Didier Konings is a Concept Artist, Matte Painter, and Production Designer. He is known for his work on on Wonder Woman, X-Men: Dark Phoenix, and many other film and television productions. Most recently, his launched his own production company, Night Road Studios, providing concept art services and directing his first film, Uncario. He uses KeyShot in his concept development and tells us why it’s such an important tool to his process.
What sparked your interest in Concept and Production Design?

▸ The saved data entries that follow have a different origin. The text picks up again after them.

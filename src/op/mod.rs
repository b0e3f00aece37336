use nalgebra::{DMatrix, DVector};
use num_traits::{One, Zero};
use serde::Serialize;

use crate::Scalar;

pub mod closure;
pub mod steady;
pub mod theta;

/// A generic operator trait.
///
/// Op is a trait for operators that operate on an input vector `x` to produce an output vector `y`.
/// It defines the number of states (i.e. length of `x`) and the number of outputs (i.e. length of `y`),
/// as well as the scalar type used in the operator.
pub trait Op {
    type T: Scalar;

    /// Return the number of input states of the operator.
    fn nstates(&self) -> usize;

    /// Return the number of outputs of the operator.
    fn nout(&self) -> usize {
        self.nstates()
    }

    /// Return statistics about the operator (e.g. how many times it was called, how many times the jacobian was computed, etc.)
    fn statistics(&self) -> OpStatistics {
        OpStatistics::default()
    }
}

/// A nonlinear residual `R(x)` whose root is sought by a [crate::DiffSolver].
pub trait NonLinearOp: Op {
    /// Compute the operator `R(x)` and store the result in `y`.
    fn call_inplace(&self, x: &DVector<Self::T>, y: &mut DVector<Self::T>);

    /// Compute the jacobian `dR/dx` at `x` and store it in `y`.
    fn jacobian_inplace(&self, x: &DVector<Self::T>, y: &mut DMatrix<Self::T>);

    /// Compute the operator `R(x)` and return the result.
    fn call(&self, x: &DVector<Self::T>) -> DVector<Self::T> {
        let mut y = DVector::zeros(self.nout());
        self.call_inplace(x, &mut y);
        y
    }

    /// Compute the jacobian `dR/dx` at `x` and return it.
    fn jacobian(&self, x: &DVector<Self::T>) -> DMatrix<Self::T> {
        let mut y = DMatrix::zeros(self.nout(), self.nstates());
        self.jacobian_inplace(x, &mut y);
        y
    }
}

#[derive(Default, Clone, Debug, Serialize)]
pub struct OpStatistics {
    pub number_of_calls: usize,
    pub number_of_jac_muls: usize,
    pub number_of_matrix_evals: usize,
}

impl OpStatistics {
    pub fn new() -> Self {
        Self::default()
    }

    pub fn increment_call(&mut self) {
        self.number_of_calls += 1;
    }

    pub fn increment_jac_mul(&mut self) {
        self.number_of_jac_muls += 1;
    }

    pub fn increment_matrix(&mut self) {
        self.number_of_matrix_evals += 1;
    }
}

/// Assemble a dense jacobian from its action on a vector, one column at a time.
///
/// `jac_mul(v, y)` must compute `y = J v`.
pub fn dense_jacobian_inplace<T: Scalar>(
    jac_mul: impl Fn(&DVector<T>, &mut DVector<T>),
    y: &mut DMatrix<T>,
) {
    let (nrows, ncols) = y.shape();
    let mut v = DVector::<T>::zeros(ncols);
    let mut col = DVector::<T>::zeros(nrows);
    for j in 0..ncols {
        v[j] = T::one();
        jac_mul(&v, &mut col);
        y.set_column(j, &col);
        v[j] = T::zero();
    }
}
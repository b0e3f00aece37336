use thiserror::Error;

/// Custom error type for Diffstep
///
/// This error type is used to wrap all possible errors that can occur when using Diffstep
#[derive(Error, Debug)]
pub enum DiffstepError {
    #[error("Linear solver error: {0}")]
    LinearSolverError(#[from] LinearSolverError),
    #[error("Non-linear solver error: {0}")]
    NonLinearSolverError(#[from] NonLinearSolverError),
    #[error("Time solver error: {0}")]
    TimeSolverError(#[from] TimeSolverError),
    #[error("System error: {0}")]
    SystemError(#[from] SystemError),
    #[error("Other error: {0}")]
    Other(String),
}

impl DiffstepError {
    /// True if this error is a convergence failure of the nonlinear solver, i.e. the kind of
    /// failure a time-stepping scheme may recover from by retrying with a smaller step.
    pub fn is_convergence_failure(&self) -> bool {
        matches!(self, DiffstepError::NonLinearSolverError(_))
    }
}

/// Possible errors that can occur when solving a linear problem
#[derive(Error, Debug)]
pub enum LinearSolverError {
    #[error("Linear solver not initialised, call init() first")]
    NotInitialized,
    #[error("LU not initialized")]
    LuNotInitialized,
    #[error("LU solve failed")]
    LuSolveFailed,
    #[error("Matrix is {nrows}x{ncols}, expected a square matrix")]
    NotSquare { nrows: usize, ncols: usize },
    #[error("Right-hand side has length {got}, expected {expected}")]
    RhsLengthMismatch { expected: usize, got: usize },
    #[error("Other error: {0}")]
    Other(String),
}

/// Possible errors that can occur when solving a non-linear problem
#[derive(Error, Debug)]
pub enum NonLinearSolverError {
    #[error("Newton did not converge")]
    NewtonDidNotConverge,
    #[error("Newton diverged")]
    NewtonDiverged,
    #[error("Linear solve failed during Newton iteration: {0}")]
    LinearSolveFailed(String),
    #[error("Other error: {0}")]
    Other(String),
}

/// Possible errors that can occur while stepping a system through time
#[derive(Error, Debug)]
pub enum TimeSolverError {
    #[error("No snapshot stored for time index {index}")]
    HistoryMiss { index: usize },
    #[error("Nonlinear solve did not succeed after {attempts} step size reductions (deltat = {deltat})")]
    StepReductionFailed { attempts: u32, deltat: f64 },
    #[error("Operation `{operation}` is not allowed while is_adjoint = {is_adjoint}")]
    AdjointModeMismatch {
        operation: &'static str,
        is_adjoint: bool,
    },
    #[error("No forward steps have been completed, nothing to sweep backwards over")]
    NoForwardSteps,
    #[error("Final time = {t_final} is before the current time = {time}")]
    FinalTimeBeforeCurrentTime { t_final: f64, time: f64 },
    #[error("Other error: {0}")]
    Other(String),
}

/// Possible errors raised when building or querying a system
#[derive(Error, Debug)]
pub enum SystemError {
    #[error("System has no right-hand side, call rhs() on the builder")]
    MissingRhs,
    #[error("System has no initial condition, call init() on the builder")]
    MissingInit,
    #[error("Initial condition has length {got}, expected {expected}")]
    InitLengthMismatch { expected: usize, got: usize },
    #[error("Mass matrix is {nrows}x{ncols}, expected {nstates}x{nstates}")]
    MassShapeMismatch {
        nrows: usize,
        ncols: usize,
        nstates: usize,
    },
    #[error("Step size must be positive and finite, got {0}")]
    InvalidStepSize(f64),
    #[error("QoI index {index} out of range, system has {nqoi} QoIs")]
    QoiIndexOutOfRange { index: usize, nqoi: usize },
    #[error("Parameter index {index} out of range, system has {nparams} parameters")]
    ParameterIndexOutOfRange { index: usize, nparams: usize },
    #[error("Other error: {0}")]
    Other(String),
}

#[macro_export]
macro_rules! linear_solver_error {
    ($variant:ident) => {
        DiffstepError::from(LinearSolverError::$variant)
    };
    ($variant:ident { $($field:ident : $value:expr),* $(,)? }) => {
        DiffstepError::from(LinearSolverError::$variant { $($field: $value),* })
    };
    ($variant:ident, $($arg:tt)*) => {
        DiffstepError::from(LinearSolverError::$variant($($arg)*))
    };
}

#[macro_export]
macro_rules! non_linear_solver_error {
    ($variant:ident) => {
        DiffstepError::from(NonLinearSolverError::$variant)
    };
    ($variant:ident, $($arg:tt)*) => {
        DiffstepError::from(NonLinearSolverError::$variant($($arg)*))
    };
}

#[macro_export]
macro_rules! time_solver_error {
    ($variant:ident) => {
        DiffstepError::from(TimeSolverError::$variant)
    };
    ($variant:ident { $($field:ident : $value:expr),* $(,)? }) => {
        DiffstepError::from(TimeSolverError::$variant { $($field: $value),* })
    };
    ($variant:ident, $($arg:tt)*) => {
        DiffstepError::from(TimeSolverError::$variant($($arg)*))
    };
}

#[macro_export]
macro_rules! system_error {
    ($variant:ident) => {
        DiffstepError::from(SystemError::$variant)
    };
    ($variant:ident { $($field:ident : $value:expr),* $(,)? }) => {
        DiffstepError::from(SystemError::$variant { $($field: $value),* })
    };
    ($variant:ident, $($arg:tt)*) => {
        DiffstepError::from(SystemError::$variant($($arg)*))
    };
}

#[macro_export]
macro_rules! other_error {
    ($msg:expr) => {
        DiffstepError::Other($msg.to_string())
    };
}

From a very young age, I always knew I wanted to work in the film industry after I saw the movie Jurassic Park. I wanted to know how they made dinosaurs live. The magic goes away for a lot of people when they see ‘behind the scenes’ but for me it became even more magical when I saw how they made it. In years that followed, I started to realize that you could actually make a living with it. I still carry that same passion; film is my life and it always has been.

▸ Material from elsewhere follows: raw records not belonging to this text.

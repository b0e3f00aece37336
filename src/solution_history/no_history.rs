use crate::{error::DiffstepError, SolutionHistory, System};

/// A [SolutionHistory] that records nothing.
///
/// Storing is a no-op and retrieving always succeeds without touching the system, so a time solver with this history
/// can only step forwards.
#[derive(Clone, Copy, Debug, Default)]
pub struct NoSolutionHistory;

impl<S: System> SolutionHistory<S> for NoSolutionHistory {
    fn store(&mut self, _index: usize, _system: &S) {}

    fn retrieve(&self, _index: usize, _system: &mut S) -> Result<(), DiffstepError> {
        Ok(())
    }

    fn contains(&self, _index: usize) -> bool {
        false
    }

    fn len(&self) -> usize {
        0
    }

    fn clear(&mut self) {}

    fn clone_box(&self) -> Box<dyn SolutionHistory<S>> {
        Box::new(*self)
    }
}
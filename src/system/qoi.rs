use std::collections::BTreeSet;

use num_traits::Zero;

use crate::{
    error::{DiffstepError, SystemError},
    system_error, Scalar,
};

/// A set of quantity-of-interest (QoI) indices.
///
/// An empty-constructed set ([QoISet::all]) refers to every QoI of the system it is applied to,
/// so it can be created without knowing how many QoIs a system defines.
#[derive(Clone, Debug, Default, PartialEq, Eq)]
pub struct QoISet {
    indices: Option<BTreeSet<usize>>,
}

impl QoISet {
    /// The set of all QoIs of a system.
    pub fn all() -> Self {
        Self { indices: None }
    }

    /// A set containing exactly the given indices.
    pub fn from_indices(indices: impl IntoIterator<Item = usize>) -> Self {
        Self {
            indices: Some(indices.into_iter().collect()),
        }
    }

    /// Add a QoI to the set. Adding to an "all" set is a no-op.
    pub fn add_index(&mut self, index: usize) {
        if let Some(indices) = self.indices.as_mut() {
            indices.insert(index);
        }
    }

    /// Remove a QoI from an explicit set.
    pub fn remove_index(&mut self, index: usize) {
        if let Some(indices) = self.indices.as_mut() {
            indices.remove(&index);
        }
    }

    pub fn has_index(&self, index: usize) -> bool {
        match &self.indices {
            None => true,
            Some(indices) => indices.contains(&index),
        }
    }

    /// Resolve the set against a system with `nqoi` QoIs, returning the selected indices in
    /// increasing order.
    pub fn resolve(&self, nqoi: usize) -> Result<Vec<usize>, DiffstepError> {
        match &self.indices {
            None => Ok((0..nqoi).collect()),
            Some(indices) => {
                if let Some(&index) = indices.iter().find(|&&i| i >= nqoi) {
                    return Err(system_error!(QoiIndexOutOfRange { index: index, nqoi: nqoi }));
                }
                Ok(indices.iter().copied().collect())
            }
        }
    }

    /// Number of QoIs selected from a system with `nqoi` QoIs.
    pub fn size(&self, nqoi: usize) -> usize {
        match &self.indices {
            None => nqoi,
            Some(indices) => indices.iter().filter(|&&i| i < nqoi).count(),
        }
    }
}

/// An ordered selection of the parameters of a system, given as indices into the
/// system parameter vector.
#[derive(Clone, Debug, Default, PartialEq, Eq)]
pub struct ParameterVector {
    indices: Vec<usize>,
}

impl ParameterVector {
    pub fn new(indices: impl IntoIterator<Item = usize>) -> Self {
        Self {
            indices: indices.into_iter().collect(),
        }
    }

    /// Every parameter of a system with `nparams` parameters, in order.
    pub fn all(nparams: usize) -> Self {
        Self::new(0..nparams)
    }

    pub fn len(&self) -> usize {
        self.indices.len()
    }

    pub fn is_empty(&self) -> bool {
        self.indices.is_empty()
    }

    /// The system parameter index at position `k`.
    pub fn get(&self, k: usize) -> Option<usize> {
        self.indices.get(k).copied()
    }

    pub fn iter(&self) -> impl Iterator<Item = usize> + '_ {
        self.indices.iter().copied()
    }

    pub fn push(&mut self, index: usize) {
        self.indices.push(index);
    }

    /// Check that every index refers to a parameter of a system with `nparams` parameters.
    pub fn check(&self, nparams: usize) -> Result<(), DiffstepError> {
        match self.indices.iter().find(|&&i| i >= nparams) {
            Some(&index) => Err(system_error!(ParameterIndexOutOfRange {
                index: index,
                nparams: nparams
            })),
            None => Ok(()),
        }
    }
}

/// Sensitivities `dQ_i/dp_k` of QoIs with respect to parameters.
///
/// Rows are indexed by QoI index, columns by position in the [ParameterVector] the
/// sensitivities were computed for.
#[derive(Clone, Debug, Default, PartialEq)]
pub struct SensitivityData<T: Scalar> {
    values: Vec<Vec<T>>,
}

impl<T: Scalar> SensitivityData<T> {
    pub fn new() -> Self {
        Self { values: Vec::new() }
    }

    /// Size the table for `nqoi` QoIs and `nparams` parameters, zeroing every entry.
    pub fn allocate(&mut self, nqoi: usize, nparams: usize) {
        self.values = vec![vec![T::zero(); nparams]; nqoi];
    }

    pub fn nqoi(&self) -> usize {
        self.values.len()
    }

    pub fn nparams(&self) -> usize {
        self.values.first().map(|row| row.len()).unwrap_or(0)
    }

    /// `dQ_qoi/dp` for the parameter at position `param` of the parameter vector.
    ///
    /// # Panics
    ///
    /// Panics if the entry was not allocated.
    pub fn derivative(&self, qoi: usize, param: usize) -> T {
        self.values[qoi][param]
    }

    pub fn set_derivative(&mut self, qoi: usize, param: usize, value: T) {
        self.values[qoi][param] = value;
    }

    pub fn get(&self, qoi: usize, param: usize) -> Option<T> {
        self.values.get(qoi).and_then(|row| row.get(param)).copied()
    }
}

What was the turning point in your career? or highlights of your career?
The first highlight in my professional career was making concept art for Pirates of the Caribbean 5. I was a big fan of the franchise and once again watched the behind the scenes almost daily at the time. I had the opportunity to make some designs for Salazar’s crew. That was so much fun, you bet I had the soundtrack blasting while painting.
Another highlight in my professional career was collaborating with Wes Ball on Mouse Guard. He is great and inspiring to work with since he used to be a VFX artist himself, he knows the process and speaks the same language. Besides, I had quite some freedom designing the environments for the film surrounded with a great team of other artists.
A huge turning point in my career was starting my own company in 2020 named Night Road Studios. Because of this I was able to free up more time to resume my ambition to direct my own films while still being able to provide concept art services.
Most recently, I released my first short Uncario which won a bunch of nominations and awards on several film festivals. It’s amazing to see after years of hard work, passion and dedication that so far it’s well received. And I’m happy to share that it gained some interest for the short to become a feature film. We already have a draft for the story and a bunch of artworks in the form of a book. So fingers crossed!
What is unique about your approach to a project/design?
From a very young age through my high school in Rotterdam, I gained access to 3D Studio Max, Maya, Photoshop and After Effects. I wanted to learn everything about the animation and visual effect pipeline at the time. Because I experimented so much with VFX, I still use the same mindset, knowledge, tools and techniques in my daily workflow for concept art.
Where in the process do you use KeyShot?
Most of the time, I create my scenes/environments in Maya. When that’s all set up with a camera, I then import everything into KeyShot. Once again, with my compositing mindset, I know exactly what passes/material passes I need for the last steps in Photoshop. As a concept artist, I think it is important to stay in the flow.
The thing I like most about KeyShot is how quickly it works. First of all, the import speeds are really fast for the amount of crazy polycounts I sometimes import. I’m always surprised how fast it imports! I also love to work with the presets that come with KeyShot like the materials and HDRI environments. The default presets in KeyShot always look good and allows me to quickly try different looks which keep me in the flow. What I LOVE about the material presets is that I can click-and-drag a lot of different materials/shaders into my scenes to quickly find a flavour that works. Sometimes, I drag random materials or texture maps onto my entire scene to generate happy accidents and land on ideas I wouldn’t have come up with. Later, I will use it as a pass to blend with other passes for my composition in Photoshop.
What advice would you give to someone interested in doing what you do?
Strive to maintain a balance in your life where you always plan in time to work your personal projects. I was privileged to have worked on many amazing films and projects throughout my career but I feel it’s also important to find some time to work on your personal stuff where you are able to fully express yourself as an artist. Find a mentor who can guide you and point you in the right directions with the right resources. It really keeps your path clear and your learning curve efficient, especially now these days since there’s so much available! This sounds cliché, but always follow your passion and look back and reflect from time to time on what originally made you fall in love with what you do!